The classification of neuropathic disorders is as follows

Neuronopathies (pure sensory or pure motor or autonomic)
- Sensory neuronopathies (ganglionopathies)
- Motor neuronopathies (motor neuron disease)
- Autonomic neuropathies
Peripheral neuropathies (usually sensorimotor)
- Myelinopathies
- Axonopathies
  - Large- and small-fibre
  - Small-fibre

Anatomy

The dorsal root ganglion (DRG) contains the cell bodies of sensory pseudo-unipolar neurons. The dorsal roots contain their efferent projections. Capillaries supply the DRG and in doing so cause fenestration and thereby loosening the blood-nerve barrier. This increases susceptibility to antibodies and toxins.

There are two populations of neurons in the DRG. These are the large-light cells with their Aβ and Aδ fibre projections. The other population, which are the majority of the cells, are the small-dark cells and their unmyelinated C fibres. The afferent projections of the larger neurons containing proprioceptive and tactile sensation traverse the posterior column.

Epidemiology

It is more common in women. The median age of onset is 54. Common comorbidities include diabetes, excessive alcohol intake, smoker, malignancy, autoimmune disease.^[1]

Clinical Features

As the clinical features span multiple different specialties, when reading the literature it is important to keep in mind the "silo" effect. For example the neurology literature may under-report vestibular findings.

The sensory neuronopathies classically initially (but not always initially^[1]) present with early onset sensory ataxia, potentially secondary to proximal muscle spindle and joint denervation.^[2] This reflects damage to the large-fibre neurons. Note, early onset sensory ataxia is not unique to sensory ganglionopathy. It can also be caused by demyelinating large fibre neuropathy and pathology localised to the dorsal column. With severe proprioceptive loss the patient may have "pseudoathetosis" of the fingers and toes. If sensory ataxia doesn't present initially, it typically eventually manifests at full development.^[1] It can also be subclinical. The sensory ataxia is eventually the main cause of disability. Most patients will have difficulty with tandem gait.

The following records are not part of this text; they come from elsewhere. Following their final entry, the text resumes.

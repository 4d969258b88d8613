use std::collections::{BTreeMap, BTreeSet};
use std::sync::RwLock;

use async_trait::async_trait;

use super::store::UserStore;
use crate::errors::AppError;
use crate::models::role::Role;
use crate::models::user::{AppUser, normalize};

#[derive(Default)]
struct Inner {
    next_user_id: i64,
    next_role_id: i64,
    users: BTreeMap<i64, AppUser>,
    roles: BTreeMap<i64, Role>,
    // (user_id, role_id)
    memberships: BTreeSet<(i64, i64)>,
}

/// In-process store. State lives as long as the value does.
#[derive(Default)]
pub struct MemoryUserStore {
    inner: RwLock<Inner>,
}

impl MemoryUserStore {
    pub fn new() -> Self {
        Self::default()
    }

    fn read(&self) -> std::sync::RwLockReadGuard<'_, Inner> {
        self.inner.read().unwrap_or_else(|e| e.into_inner())
    }

    fn write(&self) -> std::sync::RwLockWriteGuard<'_, Inner> {
        self.inner.write().unwrap_or_else(|e| e.into_inner())
    }
}

#[async_trait]
impl UserStore for MemoryUserStore {
    async fn list_users(&self) -> Result<Vec<AppUser>, AppError> {
        Ok(self.read().users.values().cloned().collect())
    }

    async fn find_user_by_id(&self, id: i64) -> Result<Option<AppUser>, AppError> {
        Ok(self.read().users.get(&id).cloned())
    }

    async fn find_user_by_name(&self, normalized_name: &str) -> Result<Option<AppUser>, AppError> {
        Ok(self
            .read()
            .users
            .values()
            .find(|u| u.normalized_user_name() == normalized_name)
            .cloned())
    }

    async fn find_user_by_email(&self, normalized_email: &str) -> Result<Option<AppUser>, AppError> {
        Ok(self
            .read()
            .users
            .values()
            .find(|u| u.normalized_email() == normalized_email)
            .cloned())
    }

    async fn insert_user(&self, user: &AppUser) -> Result<AppUser, AppError> {
        let mut inner = self.write();
        let key = user.normalized_user_name();
        if inner.users.values().any(|u| u.normalized_user_name() == key) {
            return Err(AppError::Conflict(format!("User name '{}' is already taken.", user.user_name)));
        }
        inner.next_user_id += 1;
        let mut stored = user.clone();
        stored.id = inner.next_user_id;
        inner.users.insert(stored.id, stored.clone());
        Ok(stored)
    }

    async fn update_user(&self, user: &AppUser) -> Result<(), AppError> {
        let mut inner = self.write();
        let key = user.normalized_user_name();
        if inner.users.values().any(|u| u.id != user.id && u.normalized_user_name() == key) {
            return Err(AppError::Conflict(format!("User name '{}' is already taken.", user.user_name)));
        }
        match inner.users.get_mut(&user.id) {
            Some(existing) => {
                *existing = user.clone();
                Ok(())
            }
            None => Err(AppError::NotFound),
        }
    }

    async fn delete_user(&self, id: i64) -> Result<bool, AppError> {
        let mut inner = self.write();
        if inner.users.remove(&id).is_none() {
            return Ok(false);
        }
        inner.memberships.retain(|(user_id, _)| *user_id != id);
        Ok(true)
    }

    async fn list_roles(&self) -> Result<Vec<Role>, AppError> {
        let mut roles: Vec<Role> = self.read().roles.values().cloned().collect();
        roles.sort_by(|a, b| a.name.cmp(&b.name));
        Ok(roles)
    }

    async fn find_role_by_name(&self, normalized_name: &str) -> Result<Option<Role>, AppError> {
        Ok(self
            .read()
            .roles
            .values()
            .find(|r| normalize(&r.name) == normalized_name)
            .cloned())
    }

    async fn insert_role(&self, name: &str) -> Result<Role, AppError> {
        let mut inner = self.write();
        let key = normalize(name);
        if inner.roles.values().any(|r| normalize(&r.name) == key) {
            return Err(AppError::Conflict(format!("Role name '{name}' is already taken.")));
        }
        inner.next_role_id += 1;
        let role = Role { id: inner.next_role_id, name: name.trim().to_string() };
        inner.roles.insert(role.id, role.clone());
        Ok(role)
    }

    async fn add_user_to_role(&self, user_id: i64, role_id: i64) -> Result<bool, AppError> {
        let mut inner = self.write();
        if !inner.users.contains_key(&user_id) || !inner.roles.contains_key(&role_id) {
            return Err(AppError::NotFound);
        }
        Ok(inner.memberships.insert((user_id, role_id)))
    }

    async fn roles_for_user(&self, user_id: i64) -> Result<Vec<String>, AppError> {
        let inner = self.read();
        let mut names: Vec<String> = inner
            .memberships
            .iter()
            .filter(|(uid, _)| *uid == user_id)
            .filter_map(|(_, role_id)| inner.roles.get(role_id).map(|r| r.name.clone()))
            .collect();
        names.sort();
        Ok(names)
    }
}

If the small and medium sized nerves are also involved then the patient may experience neuropathic pain (positive sensory symptoms). Positive features may include hyperaesthesia and allodynia.^[2]

This leads to the other classic feature being that the negative symptoms (numbness) and positive symptoms often present with a non-length-dependent and multifocal pattern. This differentiates them from typical length dependent axonal sensory polyneuropathies. Misdiagnosis can occur if the examiner is testing sensation from distal to proximal and stops at the presumed sensory level, thereby missing the multifocal presentation. With severe diffuse involvement of DRGs the clinical pattern may mimic a length-dependent distribution.^[1]^[3]

Symptoms can initially affect the upper limbs, lower limbs, or all four limbs. Symptoms can be asymmetrical or symmetrical. ^[1]

Vestibular dysfunction can occur, such as in CANVAS syndrome. CANVAS patients are also more likely to have chronic neurogenic cough, which can help distinguish this group. Vestibular dysfunction may be subclinical.

Power is usually normal, but patients may appear weak due to lack of proprioceptive feedback and loss of sensory input from denervated spindles and Golgi tendon organs.

The muscle stretch reflexes are often unelicitable.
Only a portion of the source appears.